On the banks of the Parana, a shell identical with, or most closely resembling an estuary species (Potamomya labiata, now living in that part of the Plata, where the water is brackish) is accumulated in great masses, which are found some miles inland, and are elevated several yards above the level of the river. Sir Woodbine Parish, also, has in his possession, shells procured from an extensive formation near Ensenada de Barragan (south of Buenos Ayres), which is quarried for lime. Mr. George Sowerby has examined these fossils, and says the following are identical with living kinds; Voluta colocynthis, Dillwyn: V. angulata, Swainson: Buccinum globulosum, Kiener: a variety of Oliva patula: a Cytheræa closely resembling or identical with C. flexuosa, and a fragment of a second species, probably C. purpurascens; Potamomya labiata; and fragments of oysters. There is, however, a species of Mactra in very great numbers, with which Mr. Sowerby is wholly unacquainted. I may observe that I found recent shells of the first five species inhabiting the coast, a short distance to the southward. Some shelly limestone from the same place, which Sir Woodbine Parish had the kindness to show me, resembles that which I saw at Bajada, and in Banda Oriental. These beds, therefore, probably form parts of the Pampas deposit, and are not merely indicative of the period of its elevation. Nevertheless, on the opposite shores of the Plata, near the mouth of the Uruguay, I found lines of sand dunes, where the Mactra and Cytheræa flexuosa were lying in such quantities on the bare surface, that the inhabitants, by merely sifting the sand, collect them for burning into lime.

After these facts we may feel certain, that at a period not very remote, a great bay occupied the area both of the Pampas and of the lower parts of Banda Oriental. Into this bay the rivers which are now united in the one great stream of the Plata, must formerly have carried down (as happens at the present day) the carcasses of the animals, inhabiting the surrounding countries; and their skeletons would thus become entombed in the estuary mud which was then tranquilly accumulating. Nothing less than a long succession of such accidents can account for the vast number of remains now found buried. As their exposure has invariably been due to the intersection of the plain by the banks of some stream, it is not making an extravagant assertion, to say, that any line whatever drawn across the Pampas would probably cross the skeleton of some extinct animal.

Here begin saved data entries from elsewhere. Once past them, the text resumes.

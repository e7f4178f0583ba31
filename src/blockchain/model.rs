use std::fmt;

use log::{debug, info, warn};
use serde::Serialize;

use super::Block;
use super::mining::MiningLimits;
use crate::config::LedgerConfig;
use crate::error::LedgerError;
use crate::events::{EventSink, LedgerEvent, LogSink};

/// A candidate that passed admission and is linked to the current head,
/// waiting for its Proof-of-Work.
#[derive(Debug, Clone)]
pub struct PreparedBlock {
    pub block: Block,
    /// Index the caller asked for, when it had to be reassigned.
    pub reassigned_from: Option<u64>,
}

/// Result of a successful `add_block`.
#[derive(Debug, Clone, PartialEq, Eq, Serialize)]
pub struct Admission {
    pub index: u64,
    pub hash: String,
    pub nonce: u64,
    pub reassigned_from: Option<u64>,
}

/// In-memory, single-region ledger with Proof-of-Work admission.
pub struct Ledger {
    pub(crate) chain: Vec<Block>,
    pub(crate) difficulty: u32,
    pub(crate) block_count: u64,
    pub(crate) previous_average_temperature: i64,
    pub(crate) limits: MiningLimits,
    pub(crate) sink: Box<dyn EventSink>,
}

impl fmt::Debug for Ledger {
    fn fmt(&self, f: &mut fmt::Formatter<'_>) -> fmt::Result {
        f.debug_struct("Ledger")
            .field("chain", &self.chain)
            .field("difficulty", &self.difficulty)
            .field("block_count", &self.block_count)
            .field(
                "previous_average_temperature",
                &self.previous_average_temperature,
            )
            .finish_non_exhaustive()
    }
}

impl Ledger {
    /// Initialize a new ledger with a genesis block, logging events.
    pub fn new(difficulty: u32) -> Self {
        let mut ledger = Self {
            chain: Vec::new(),
            difficulty,
            block_count: 0,
            previous_average_temperature: 0,
            limits: MiningLimits::unbounded(),
            sink: Box::new(LogSink),
        };
        ledger.chain.push(Block::genesis());
        ledger
    }

    pub fn from_config(config: &LedgerConfig) -> Self {
        let mut ledger = Self::new(config.difficulty);
        ledger.limits.max_attempts = config.max_mining_attempts;
        ledger
    }

    /// Replace the notification sink.
    pub fn with_sink(mut self, sink: impl EventSink + 'static) -> Self {
        self.sink = Box::new(sink);
        self
    }

    /// Limits applied by [`Ledger::add_block`].
    pub fn with_limits(mut self, limits: MiningLimits) -> Self {
        self.limits = limits;
        self
    }

    pub(crate) fn emit(&self, event: LedgerEvent) {
        self.sink.emit(&event);
    }

    /// Return the last block in the chain.
    pub fn latest_block(&self) -> Result<&Block, LedgerError> {
        self.chain.last().ok_or(LedgerError::EmptyChain)
    }

    /// Zip code of the genesis block; every block must share it.
    pub fn region(&self) -> &str {
        self.chain.first().map_or("", |b| b.zip_code.as_str())
    }

    pub fn blocks(&self) -> &[Block] {
        &self.chain
    }

    pub fn len(&self) -> usize {
        self.chain.len()
    }

    pub fn is_empty(&self) -> bool {
        self.chain.is_empty()
    }

    /// Blocks added after genesis.
    pub fn block_count(&self) -> u64 {
        self.block_count
    }

    pub fn difficulty(&self) -> u32 {
        self.difficulty
    }

    pub fn mining_limits(&self) -> &MiningLimits {
        &self.limits
    }

    pub fn previous_average_temperature(&self) -> i64 {
        self.previous_average_temperature
    }

    pub fn find_block(&self, address: u64) -> Option<&Block> {
        self.chain.iter().find(|b| b.index == address)
    }

    pub(crate) fn position_of(&self, address: u64) -> Option<usize> {
        self.chain.iter().position(|b| b.index == address)
    }

    /// First free index at or after the value the block counter will hold
    /// once the next block lands.
    fn next_free_index(&self) -> u64 {
        let mut candidate = self.block_count + 1;
        while self.find_block(candidate).is_some() {
            candidate += 1;
        }
        candidate
    }

    fn check_region(&self, block: &Block) -> Result<(), LedgerError> {
        if block.zip_code == self.region() {
            return Ok(());
        }
        Err(LedgerError::RegionMismatch {
            expected: self.region().to_string(),
            found: block.zip_code.clone(),
        })
    }

    /// Run admission on `candidate` and link it to the current head.
    /// The returned block is not mined yet.
    ///
    /// A duplicate index is replaced with the next free one; the collision
    /// is reported when the block is appended.
    pub fn prepare_block(&self, mut candidate: Block) -> Result<PreparedBlock, LedgerError> {
        if let Err(e) = self.check_region(&candidate) {
            if let LedgerError::RegionMismatch { expected, found } = &e {
                self.emit(LedgerEvent::RegionMismatch {
                    index: candidate.index,
                    expected: expected.clone(),
                    found: found.clone(),
                });
            }
            return Err(e);
        }

        let mut reassigned_from = None;
        if self.find_block(candidate.index).is_some() {
            let assigned = self.next_free_index();
            debug!(
                "index {} already in chain, reassigning to {}",
                candidate.index, assigned
            );
            reassigned_from = Some(candidate.index);
            candidate.index = assigned;
        }

        candidate.previous_hash = self.latest_block()?.hash.clone();
        candidate.hash = candidate.calculate_hash();
        Ok(PreparedBlock {
            block: candidate,
            reassigned_from,
        })
    }

    /// Append a block whose Proof-of-Work was done elsewhere.
    ///
    /// Fails with `StaleTemplate` if the head moved since `prepare_block`.
    pub fn append_premined(&mut self, prepared: PreparedBlock) -> Result<Admission, LedgerError> {
        let PreparedBlock {
            block,
            reassigned_from,
        } = prepared;

        self.check_region(&block)?;
        if self.latest_block()?.hash != block.previous_hash || self.find_block(block.index).is_some()
        {
            warn!("stale block #{}: head moved", block.index);
            return Err(LedgerError::StaleTemplate);
        }
        if !block.is_valid(self.difficulty) {
            return Err(LedgerError::InvalidProofOfWork {
                difficulty: self.difficulty,
            });
        }

        if let Some(requested) = reassigned_from {
            self.emit(LedgerEvent::IndexCollision {
                requested,
                assigned: block.index,
            });
        }

        let admission = Admission {
            index: block.index,
            hash: block.hash.clone(),
            nonce: block.nonce,
            reassigned_from,
        };
        self.chain.push(block);
        self.block_count += 1;
        self.emit(LedgerEvent::BlockMined {
            index: admission.index,
            hash: admission.hash.clone(),
            nonce: admission.nonce,
        });
        Ok(admission)
    }

    /// Admit, mine and append `candidate` using the ledger's mining limits.
    pub fn add_block(&mut self, candidate: Block) -> Result<Admission, LedgerError> {
        let limits = self.limits.clone();
        self.add_block_with(candidate, &limits)
    }

    /// Admit, mine and append `candidate`. Nothing is appended unless the
    /// Proof-of-Work completes within `limits`.
    pub fn add_block_with(
        &mut self,
        candidate: Block,
        limits: &MiningLimits,
    ) -> Result<Admission, LedgerError> {
        let mut prepared = self.prepare_block(candidate)?;
        if let Err(e) = prepared.block.mine_with(self.difficulty, limits) {
            warn!("block #{} not added: {}", prepared.block.index, e);
            return Err(e.into());
        }
        self.append_premined(prepared)
    }

    /// Audit hashes, linkage, difficulty and region across the chain.
    /// Read-only.
    pub fn is_chain_valid(&self) -> bool {
        let Some(genesis) = self.chain.first() else {
            return false;
        };
        if genesis.hash != genesis.calculate_hash() {
            return false;
        }

        self.chain.windows(2).all(|pair| {
            let (prev, current) = (&pair[0], &pair[1]);
            current.hash == current.calculate_hash()
                && current.meets_difficulty(self.difficulty)
                && current.previous_hash == prev.hash
                && current.zip_code == prev.zip_code
        })
    }

    /// Balance of the block at logical `address`.
    pub fn balance(&self, address: u64) -> Result<u64, LedgerError> {
        self.find_block(address)
            .map(|b| b.balance)
            .ok_or(LedgerError::InvalidAddress(address))
    }

    /// `(address, balance)` for every block, in chain order.
    pub fn balances(&self) -> Vec<(u64, u64)> {
        self.chain.iter().map(|b| (b.index, b.balance)).collect()
    }

    pub fn log_balances(&self) {
        for (address, balance) in self.balances() {
            info!("Block Address [{address}]: {balance}");
        }
    }

    /// Render the chain as pretty JSON for display.
    pub fn to_json(&self) -> serde_json::Result<String> {
        serde_json::to_string_pretty(&self.chain)
    }
}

At Bajada, a passage, as I have stated, may be traced upwards from the beds containing marine shells, to the estuary mud with the bones of land animals. In another locality a bed of the same mineralogical nature with the Pampas deposit, underlies clay containing large oysters and other shells, apparently the same with those at Bajada. We may, therefore, conclude that at the period when the Arca, Venus, and Oyster were living, the physical condition of the surrounding country was nearly the same, as at the time when the remains of the mammalia were embedded; and therefore that these shells and the extinct quadrupeds probably either co-existed, or that the interval between their respective existences was, in a geological point of view, extremely short. In this part of South America there is reason to believe that the movements of the land have been so regular, that the period of its elevation may be taken as an element in considering the age of any deposit. The circumstance, therefore, that the beds immediately bordering the Plata, contain very nearly the same species of molluscs, with those now existing in the neighbouring sea, harmonizes perfectly with the more ancient (though really modern) tertiary character of the fossils underlying the Pampas deposit at Bajada, situated at a greater height, and at a considerable distance in the interior. I feel little doubt that the final extinction of the several large quadrupeds of La Plata did not take place, until the time when the sea was peopled with all, or nearly all, its present inhabitants.